Strikes remain an option if workplaces are unsafe
ACTU secretary Sally McManus doesn’t want strikes.
But she does want employees – and governments – to know that withdrawing labour remains a live option if more isn’t done for worker safety during the most transmissible phase of the COVID-19 pandemic.
“We’re not wanting (strikes). We’re just telling people what their rights are,” Ms McManus said after a crisis meeting of unions on Monday. “It’s simply the fact that workers have a right to cease work if there’s imminent danger to their health.
“Where employers do not fulfil their obligations, the union movement is determined to do everything within its power to ensure the safety of workers and the community.
“This may include ceasing work or banning unsafe practices.”
The law backs her up. WorkSafe Victoria states that employees have the right to refuse to work in unsafe conditions. More than that, they have a duty to take reasonable care of their own health and safety in the workplace and take reasonable care of the health and safety of others in the workplace.
Anthony Forsyth, a Distinguished Professor in the Graduate School of Business and Law, RMIT University, says “the exercise by workers of their legal rights to refuse to perform unsafe work is legitimate…” and the relaxation of COVID restrictions by federal and state governments has led to Australian workers “being exposed to health risks at work on a scale like never before”.
“Union leaders are now rightly stating: if governments won’t protect workers (including as a result of the Coalition government’s failure to ensure sufficient supply of rapid antigen tests), then the collective voice and power of workers will be deployed.”

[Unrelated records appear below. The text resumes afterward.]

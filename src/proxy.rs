//! Proxy forwarding (RFC 2573 section 3.5).
//!
//! A [`ProxyForwarder`] is registered for a (context engine ID, PDU
//! category) pair. Requests whose context engine ID names a remote engine
//! are offered to the forwarder; if a proxy table row matches, the PDU is
//! relayed to a single downstream target (read/write) or fanned out to a
//! tagged target list (notify/inform).

use std::sync::Arc;
use std::sync::atomic::{AtomicI32, Ordering};

use bytes::Bytes;
use tokio::task::JoinSet;

use crate::config::{ProxyRow, TagValue};
use crate::context::DispatchContext;
use crate::error::{Error, Result};
use crate::pdu::{Pdu, PduCategory};
use crate::resolve::{resolve_send_target, ResolvedTarget};
use crate::security::{SecurityLevel, SecurityModel};
use crate::transport::DispatchTransport;

/// Registration key of a forwarder.
#[derive(Debug, Clone, PartialEq, Eq)]
pub struct ProxyKey {
    /// Remote context engine ID this forwarder relays for.
    pub context_engine_id: Bytes,
    /// PDU category this forwarder accepts.
    pub category: PduCategory,
}

/// An inbound request offered to a forwarder.
#[derive(Debug, Clone)]
pub struct ProxyRequest {
    pub pdu: Pdu,
    pub context_engine_id: Bytes,
    pub context_name: Bytes,
    pub security_model: SecurityModel,
    pub security_name: Bytes,
    pub security_level: SecurityLevel,
    /// Transport address the request arrived from, when known.
    pub source: Option<std::net::SocketAddr>,
}

/// Delivers response PDUs back to the request originator.
pub trait Responder: Send {
    fn respond(&mut self, pdu: Pdu);
}

/// Relays PDUs for one remote context engine.
pub struct ProxyForwarder {
    ctx: DispatchContext,
    key: ProxyKey,
    next_request_id: AtomicI32,
}

impl ProxyForwarder {
    pub fn new(
        ctx: DispatchContext,
        context_engine_id: impl Into<Bytes>,
        category: PduCategory,
    ) -> Self {
        Self {
            ctx,
            key: ProxyKey {
                context_engine_id: context_engine_id.into(),
                category,
            },
            next_request_id: AtomicI32::new(1),
        }
    }

    /// The (context engine ID, category) pair this forwarder serves.
    pub fn key(&self) -> &ProxyKey {
        &self.key
    }

    /// Offer a request to this forwarder.
    ///
    /// Returns `Ok(true)` when the request was relayed and, for read/write,
    /// answered: the downstream response is handed to `responder` with the
    /// original request ID restored. Returns `Ok(false)` when the request
    /// is not for this forwarder, no usable row matched, or the single
    /// downstream target failed terminally; the caller then answers the
    /// originator with a protocol error. Fails only on the engine-identity
    /// precondition.
    pub async fn process_request(
        &self,
        req: ProxyRequest,
        responder: &mut dyn Responder,
    ) -> Result<bool> {
        let engine_id = self
            .ctx
            .engine
            .engine_id()
            .ok_or(Error::EngineNotInitialized)?;

        let Some(category) = PduCategory::of(req.pdu.pdu_type) else {
            return Ok(false);
        };
        if !self.key.category.covers(category) || req.context_engine_id != self.key.context_engine_id
        {
            return Ok(false);
        }

        let matches = self.matching_rows(&req, category);
        if matches.is_empty() {
            tracing::debug!(
                context_engine_id = ?req.context_engine_id,
                pdu_type = ?req.pdu.pdu_type,
                "no proxy table row matches request"
            );
            return Ok(false);
        }

        if category.is_single_target() {
            self.relay_single(&req, &matches, &engine_id, responder).await
        } else {
            self.relay_multiple(&req, &matches, &engine_id, category).await
        }
    }

    /// Active proxy rows matching the request's context and security
    /// parameters, in table order.
    fn matching_rows(&self, req: &ProxyRequest, category: PduCategory) -> Vec<ProxyRow> {
        self.ctx
            .store
            .proxy_snapshot()
            .into_iter()
            .map(|(_, row)| row)
            .filter(|row| {
                row.status.is_active()
                    && row.context_engine_id == req.context_engine_id
                    && row.context_name == req.context_name
                    && row.proxy_type.covers(category)
                    && self.params_match(&row.target_params_in, req)
            })
            .collect()
    }

    /// snmpProxyTargetParamsIn check: the named params row must exist, be
    /// active, and agree with the request's security parameters.
    fn params_match(&self, params_name: &[u8], req: &ProxyRequest) -> bool {
        let Some(params) = self.ctx.store.params_by_name(params_name) else {
            return false;
        };
        params.status.is_active()
            && (params.security_model == SecurityModel::Any
                || params.security_model == req.security_model)
            && params.security_name == req.security_name
            && params.security_level <= req.security_level
    }

    async fn relay_single(
        &self,
        req: &ProxyRequest,
        matches: &[ProxyRow],
        engine_id: &Bytes,
        responder: &mut dyn Responder,
    ) -> Result<bool> {
        for row in matches {
            let Some(target) = self.resolve_out(&row.single_target_out, req, engine_id) else {
                continue;
            };

            let relayed = self.transform(&req.pdu);
            tracing::debug!(
                target_name = %String::from_utf8_lossy(&target.name),
                addr = %target.addr,
                request_id = relayed.request_id,
                "relaying request to single target"
            );

            return match send_with_retries(&*self.ctx.transport, &target, &relayed).await {
                Ok(mut response) => {
                    response.request_id = req.pdu.request_id;
                    responder.respond(response);
                    Ok(true)
                }
                Err(e) => {
                    tracing::warn!(
                        addr = %target.addr,
                        error = %e,
                        "downstream target did not answer relayed request"
                    );
                    Ok(false)
                }
            };
        }
        Ok(false)
    }

    /// Fan a notification out to every member of the tagged target lists.
    /// Member failures are logged and never affect siblings; downstream
    /// inform acks are awaited per member and discarded.
    async fn relay_multiple(
        &self,
        req: &ProxyRequest,
        matches: &[ProxyRow],
        engine_id: &Bytes,
        category: PduCategory,
    ) -> Result<bool> {
        let mut tasks: JoinSet<()> = JoinSet::new();
        let mut attempted = 0usize;

        for row in matches {
            let Some(tag) = &row.multiple_target_out else {
                continue;
            };
            for member in self.members_of(tag, req, engine_id) {
                let relayed = self.transform(&req.pdu);
                let transport = Arc::clone(&self.ctx.transport);
                let await_ack = category == PduCategory::Inform;
                attempted += 1;
                tasks.spawn(async move {
                    let result = if await_ack {
                        send_with_retries(&*transport, &member, &relayed)
                            .await
                            .map(|_| ())
                    } else {
                        transport.send(&member, &relayed).await
                    };
                    if let Err(e) = result {
                        tracing::warn!(
                            addr = %member.addr,
                            error = %e,
                            "relayed notification failed"
                        );
                    }
                });
            }
        }

        while let Some(joined) = tasks.join_next().await {
            if let Err(e) = joined {
                tracing::error!(error = %e, "relay task failed");
            }
        }

        Ok(attempted > 0)
    }

    /// Resolve the tagged member list of snmpProxyMultipleTargetOut.
    fn members_of(
        &self,
        tag: &TagValue,
        req: &ProxyRequest,
        engine_id: &Bytes,
    ) -> Vec<ResolvedTarget> {
        self.ctx
            .store
            .targets_with_tag(tag)
            .iter()
            .filter_map(|row| {
                resolve_send_target(
                    &self.ctx.store,
                    row,
                    engine_id,
                    &req.context_engine_id,
                    &req.context_name,
                )
                .map_err(|e| {
                    tracing::debug!(
                        target_name = %String::from_utf8_lossy(&row.name),
                        error = %e,
                        "skipping unusable list member"
                    );
                })
                .ok()
            })
            .collect()
    }

    fn resolve_out(
        &self,
        target_name: &Bytes,
        req: &ProxyRequest,
        engine_id: &Bytes,
    ) -> Option<ResolvedTarget> {
        let row = self.ctx.store.addr_by_name(target_name)?;
        resolve_send_target(
            &self.ctx.store,
            &row,
            engine_id,
            &req.context_engine_id,
            &req.context_name,
        )
        .map_err(|e| {
            tracing::debug!(
                target_name = %String::from_utf8_lossy(target_name),
                error = %e,
                "skipping unusable outbound target"
            );
        })
        .ok()
    }

    /// Rewrite the PDU for the downstream leg: fresh request ID, error
    /// fields cleared. Varbinds pass through untouched.
    fn transform(&self, pdu: &Pdu) -> Pdu {
        let mut out = pdu.clone();
        out.request_id = self.next_request_id.fetch_add(1, Ordering::Relaxed);
        out.error_status = crate::error::ErrorStatus::NoError;
        out.error_index = 0;
        out
    }
}

/// Acknowledged send with per-attempt timeout, mirroring the target's
/// configured timeout and retry count.
async fn send_with_retries(
    transport: &dyn DispatchTransport,
    target: &ResolvedTarget,
    pdu: &Pdu,
) -> Result<Pdu> {
    let attempts = target.retries.saturating_add(1);
    let mut last_error = None;

    for _ in 0..attempts {
        match tokio::time::timeout(target.timeout, transport.send_and_await(target, pdu)).await {
            Ok(Ok(response)) => return Ok(response),
            Ok(Err(e)) => last_error = Some(e),
            Err(_) => {}
        }
    }

    Err(last_error.unwrap_or(Error::Timeout {
        target: Some(target.addr),
        elapsed: target.timeout.saturating_mul(attempts),
        retries: target.retries,
    }))
}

In South Australia, strike action is possible after the state government rejected Union requests for school holidays to be extended by two weeks so COVID-19 safety concerns could be properly addressed, as has occurred in Queensland. The SA government has planned a “staggered” return to school, with some students in the classroom and some learning from home for the first two weeks of term. Strike action is planned for the scheduled first day of school, February 2.
The South Australian IEU Secretary Glen Seidl says the staggered start to Term 1 is a wasted opportunity to increase vaccination levels of students; wait for an expected peak of Omicron infections to subside; and negotiate workable protocols for the health and safety of school communities.
He says it is either safe to re-start school for all students or no students.
Professor Forsyth says recent changes made by the federal government, including redefining “close contacts”, shortening the isolation period for close contacts of COVID cases from 14 to seven days and allowing close contacts to return to work with no isolation period mean that many workers are being “pressured to resume work in circumstances that, previously, were considered highly likely to lead to transmission of the virus”.
Victorian OHS law provides that “a worker may cease, or refuse to carry out, work if the worker has a reasonable concern that (it) would expose the worker to a serious risk to (their) health or safety, emanating from an immediate or imminent exposure to a hazard”.
Furthermore, under the Fair Work Act, “work stoppages or bans on the performance of work are not considered to be ‘industrial action’”. That means employers cannot stop them via court or tribunal orders if the actions are “based on a reasonable concern … about an imminent risk to his or her health and safety” (and employees have not unreasonably failed to comply with a direction to perform other safe and appropriate work).
Prof. Forsyth says even in a health and supply chain crisis, “businesses have a legal duty to ensure the health and safety of their workers (so far as is reasonably practicable)”.
“And our laws enable workers to say ‘no’ if they are required to work in situations that endanger their health.”
With infections at record levels, hospitalisations overwhelming a depleted health workforce, upwards of one million Australians isolating due to COVID exposures, and less than twenty per cent of children aged 5-12 vaccinated, the union movement has called for governments to re-address the shortage of Rapid Antigen Tests and employers to undertake a new risk assessment for Omicron in consultation with workers and their health and safety representatives.
“For workplaces where working from home is not an option, the provision of free RATs by employers to all workers will be necessary once supply is resolved, alongside upgraded masks and improved ventilation.”
Ms McManus criticised the federal government for not making rapid antigen tests free for all.
“This is the number one tool working people and people in the community need to keep ourselves and each other safe and to limit the spread (of the virus),” she said.
“Employers are also likely to need to upgrade masks, N95 or P2 masks and improve ventilation. This is absolutely essential.”
The ACTU condemned the “let it rip” approach to the pandemic, saying Australia now has one of the highest per capita infection rates in the world, and workers feel “exhausted and abandoned”.